Work to be completed: Find the line containing "trait and registry." in the records below. Copy exactly that line and each one after it, ending at the line containing "use gecko_common::prelude::*;", and nothing more.

Data for processing:
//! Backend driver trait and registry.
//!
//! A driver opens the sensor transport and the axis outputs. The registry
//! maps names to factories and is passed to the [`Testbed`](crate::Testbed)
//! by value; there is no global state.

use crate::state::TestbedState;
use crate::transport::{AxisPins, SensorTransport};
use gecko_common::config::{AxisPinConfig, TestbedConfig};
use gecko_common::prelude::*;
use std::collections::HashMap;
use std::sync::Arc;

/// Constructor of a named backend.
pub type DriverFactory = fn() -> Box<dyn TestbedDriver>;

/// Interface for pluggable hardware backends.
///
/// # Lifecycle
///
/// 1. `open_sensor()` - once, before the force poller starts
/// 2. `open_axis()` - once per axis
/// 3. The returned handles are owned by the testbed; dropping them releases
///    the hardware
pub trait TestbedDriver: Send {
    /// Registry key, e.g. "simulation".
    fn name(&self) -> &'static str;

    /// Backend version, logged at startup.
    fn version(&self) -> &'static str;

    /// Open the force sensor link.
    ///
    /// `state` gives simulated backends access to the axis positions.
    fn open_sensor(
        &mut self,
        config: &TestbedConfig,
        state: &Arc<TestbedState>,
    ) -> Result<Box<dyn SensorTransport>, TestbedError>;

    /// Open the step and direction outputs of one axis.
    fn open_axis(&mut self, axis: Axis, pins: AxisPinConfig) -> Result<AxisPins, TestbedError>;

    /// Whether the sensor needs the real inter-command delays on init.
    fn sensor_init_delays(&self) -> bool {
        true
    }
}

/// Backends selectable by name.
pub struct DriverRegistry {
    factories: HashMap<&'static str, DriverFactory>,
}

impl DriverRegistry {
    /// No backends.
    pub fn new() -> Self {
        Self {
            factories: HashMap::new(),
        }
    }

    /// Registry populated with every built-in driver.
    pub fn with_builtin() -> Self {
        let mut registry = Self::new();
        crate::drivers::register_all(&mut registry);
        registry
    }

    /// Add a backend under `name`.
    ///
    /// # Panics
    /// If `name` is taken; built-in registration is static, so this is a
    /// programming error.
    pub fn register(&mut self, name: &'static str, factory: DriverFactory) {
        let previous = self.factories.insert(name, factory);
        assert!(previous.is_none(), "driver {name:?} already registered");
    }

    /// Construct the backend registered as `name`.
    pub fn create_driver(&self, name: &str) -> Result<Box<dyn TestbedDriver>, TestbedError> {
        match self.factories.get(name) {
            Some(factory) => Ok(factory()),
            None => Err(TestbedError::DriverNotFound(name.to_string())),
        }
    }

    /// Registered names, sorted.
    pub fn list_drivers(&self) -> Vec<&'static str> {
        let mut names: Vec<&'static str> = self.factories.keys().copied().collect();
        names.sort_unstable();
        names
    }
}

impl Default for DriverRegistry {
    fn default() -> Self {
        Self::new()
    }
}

==

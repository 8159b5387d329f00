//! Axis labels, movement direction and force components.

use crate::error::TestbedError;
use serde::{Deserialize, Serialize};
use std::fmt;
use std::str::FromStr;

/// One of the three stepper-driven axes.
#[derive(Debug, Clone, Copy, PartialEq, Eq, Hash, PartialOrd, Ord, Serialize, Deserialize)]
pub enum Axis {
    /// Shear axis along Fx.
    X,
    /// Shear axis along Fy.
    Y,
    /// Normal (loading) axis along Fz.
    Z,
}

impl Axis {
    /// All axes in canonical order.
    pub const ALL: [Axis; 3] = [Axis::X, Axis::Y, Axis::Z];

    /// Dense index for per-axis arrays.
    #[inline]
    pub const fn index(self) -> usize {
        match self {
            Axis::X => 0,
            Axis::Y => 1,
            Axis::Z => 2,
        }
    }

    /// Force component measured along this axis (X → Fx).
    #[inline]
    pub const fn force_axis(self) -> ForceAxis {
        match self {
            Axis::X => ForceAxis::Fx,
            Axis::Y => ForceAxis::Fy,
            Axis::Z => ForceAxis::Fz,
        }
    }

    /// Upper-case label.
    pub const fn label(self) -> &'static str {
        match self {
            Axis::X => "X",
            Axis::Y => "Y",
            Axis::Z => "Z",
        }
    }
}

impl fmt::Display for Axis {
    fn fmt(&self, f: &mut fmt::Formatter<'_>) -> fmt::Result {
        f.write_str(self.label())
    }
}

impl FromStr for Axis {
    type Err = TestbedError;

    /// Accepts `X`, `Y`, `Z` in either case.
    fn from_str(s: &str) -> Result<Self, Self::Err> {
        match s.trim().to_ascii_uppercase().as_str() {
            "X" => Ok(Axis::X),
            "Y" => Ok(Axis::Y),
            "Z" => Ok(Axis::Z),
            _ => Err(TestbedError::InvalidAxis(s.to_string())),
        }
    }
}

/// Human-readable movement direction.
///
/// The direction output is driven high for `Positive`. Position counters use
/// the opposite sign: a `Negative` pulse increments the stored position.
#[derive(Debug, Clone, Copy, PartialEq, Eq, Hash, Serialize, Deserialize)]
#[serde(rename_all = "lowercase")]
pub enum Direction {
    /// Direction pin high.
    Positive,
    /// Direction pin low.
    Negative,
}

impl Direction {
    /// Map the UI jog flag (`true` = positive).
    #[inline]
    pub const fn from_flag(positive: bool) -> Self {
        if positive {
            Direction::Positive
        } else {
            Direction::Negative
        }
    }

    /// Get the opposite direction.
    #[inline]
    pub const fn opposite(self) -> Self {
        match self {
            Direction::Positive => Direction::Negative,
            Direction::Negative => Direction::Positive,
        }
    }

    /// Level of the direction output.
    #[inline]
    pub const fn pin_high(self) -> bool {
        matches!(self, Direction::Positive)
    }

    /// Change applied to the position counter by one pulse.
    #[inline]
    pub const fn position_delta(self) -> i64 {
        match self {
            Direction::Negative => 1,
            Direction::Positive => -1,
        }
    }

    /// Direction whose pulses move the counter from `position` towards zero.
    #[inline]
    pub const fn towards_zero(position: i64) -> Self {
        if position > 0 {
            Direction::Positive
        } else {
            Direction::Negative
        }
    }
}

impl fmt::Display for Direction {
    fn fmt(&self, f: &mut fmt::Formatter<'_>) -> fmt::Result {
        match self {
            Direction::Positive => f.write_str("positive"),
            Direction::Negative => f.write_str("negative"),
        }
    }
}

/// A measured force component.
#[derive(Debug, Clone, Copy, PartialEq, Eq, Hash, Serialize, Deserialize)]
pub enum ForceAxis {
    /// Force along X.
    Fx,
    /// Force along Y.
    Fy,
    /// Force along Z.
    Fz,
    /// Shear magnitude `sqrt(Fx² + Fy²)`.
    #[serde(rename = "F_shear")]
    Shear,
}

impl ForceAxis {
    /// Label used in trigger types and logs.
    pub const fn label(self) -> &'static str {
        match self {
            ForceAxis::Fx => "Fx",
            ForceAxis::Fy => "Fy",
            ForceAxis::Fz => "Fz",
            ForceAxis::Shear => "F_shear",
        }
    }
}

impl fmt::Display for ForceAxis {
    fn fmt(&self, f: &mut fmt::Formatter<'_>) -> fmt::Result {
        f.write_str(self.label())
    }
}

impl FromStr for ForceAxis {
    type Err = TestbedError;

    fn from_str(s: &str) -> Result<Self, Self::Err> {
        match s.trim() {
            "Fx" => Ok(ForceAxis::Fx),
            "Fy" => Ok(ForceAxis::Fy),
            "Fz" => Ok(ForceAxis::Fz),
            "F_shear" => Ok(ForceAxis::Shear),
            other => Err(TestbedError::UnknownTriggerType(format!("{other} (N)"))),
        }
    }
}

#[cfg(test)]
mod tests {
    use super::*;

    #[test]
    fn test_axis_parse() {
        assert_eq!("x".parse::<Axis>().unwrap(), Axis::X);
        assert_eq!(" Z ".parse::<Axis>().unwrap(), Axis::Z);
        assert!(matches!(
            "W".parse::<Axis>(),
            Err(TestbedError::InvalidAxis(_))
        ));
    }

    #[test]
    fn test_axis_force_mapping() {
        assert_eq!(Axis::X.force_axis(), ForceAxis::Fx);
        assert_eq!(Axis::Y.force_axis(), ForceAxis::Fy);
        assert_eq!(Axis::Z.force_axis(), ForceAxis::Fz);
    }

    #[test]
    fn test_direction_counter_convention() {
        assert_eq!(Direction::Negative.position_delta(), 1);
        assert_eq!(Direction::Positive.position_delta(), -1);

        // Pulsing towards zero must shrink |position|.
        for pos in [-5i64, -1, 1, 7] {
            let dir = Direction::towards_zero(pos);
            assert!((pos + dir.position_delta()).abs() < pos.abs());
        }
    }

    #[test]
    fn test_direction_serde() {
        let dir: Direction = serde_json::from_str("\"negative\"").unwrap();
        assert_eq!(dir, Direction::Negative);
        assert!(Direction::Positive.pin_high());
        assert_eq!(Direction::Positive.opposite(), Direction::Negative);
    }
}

Task solution:
//! Backend driver trait and registry.
//!
//! A driver opens the sensor transport and the axis outputs. The registry
//! maps names to factories and is passed to the [`Testbed`](crate::Testbed)
//! by value; there is no global state.

use crate::state::TestbedState;
use crate::transport::{AxisPins, SensorTransport};
use gecko_common::config::{AxisPinConfig, TestbedConfig};
use gecko_common::prelude::*;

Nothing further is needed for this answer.